Television and High Blood Pressure in Overweight Children
After learning that watching too much television may cause behavior problems in children, a new report in the American Journal of Preventive Medicine indicates that watching too much television may push up a child’s blood pressure, but only if he or she is overweight.
Researchers from the University of California, San Diego; the Rady Children’s Hospital – San Diego; the University of California, San Francisco; and the University of South Alabama collected data on 546 young people, aged 4 to 17 years, who were evaluated for obesity at pediatric subspecialty weight management clinics in San Diego, San Francisco and Dayton, Ohio, from 2003 to 2005. Children and their parent(s) were given a written questionnaire, which was used to estimate the average daily time spent watching TV, and then a physician verbally reviewed and confirmed the time estimate. The height and weight of the children were measured to determine a Body Mass Index and their blood pressures were recorded.
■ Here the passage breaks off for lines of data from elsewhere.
use std::path::PathBuf;

use bytes::Bytes;

/// Where a serialized network component comes from: a file on disk or
/// an in-memory buffer.
#[derive(Clone, Debug)]
pub enum ModelSource {
    Path(PathBuf),
    Buffer(Bytes),
}

impl ModelSource {
    pub fn path(p: impl Into<PathBuf>) -> Self {
        ModelSource::Path(p.into())
    }

    pub fn buffer(b: impl Into<Bytes>) -> Self {
        ModelSource::Buffer(b.into())
    }
}

impl From<PathBuf> for ModelSource {
    fn from(p: PathBuf) -> Self {
        ModelSource::Path(p)
    }
}

impl From<&std::path::Path> for ModelSource {
    fn from(p: &std::path::Path) -> Self {
        ModelSource::Path(p.to_path_buf())
    }
}

impl From<Bytes> for ModelSource {
    fn from(b: Bytes) -> Self {
        ModelSource::Buffer(b)
    }
}

impl From<Vec<u8>> for ModelSource {
    fn from(b: Vec<u8>) -> Self {
        ModelSource::Buffer(b.into())
    }
}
The investigators found that TV time was positively correlated with the severity of obesity. After controlling for race, site, and BMI score, both the severity of obesity and daily TV time were significant independent predictors of the presence of hypertension. Children watching 2 to 4 hours of TV had 2.5 times the odds of hypertension compared with children watching 0 to 2 hours. The odds of hypertension for children watching 4 or more hours of TV were 3.3 times greater than for children watching less than 2 hours of TV.
Yet more evidence that as wonderful as the television can be, too much of anything is not a good idea.
Well, almost anything…
“I find television very educating. Every time somebody turns on the set I go into the other room and read a book.”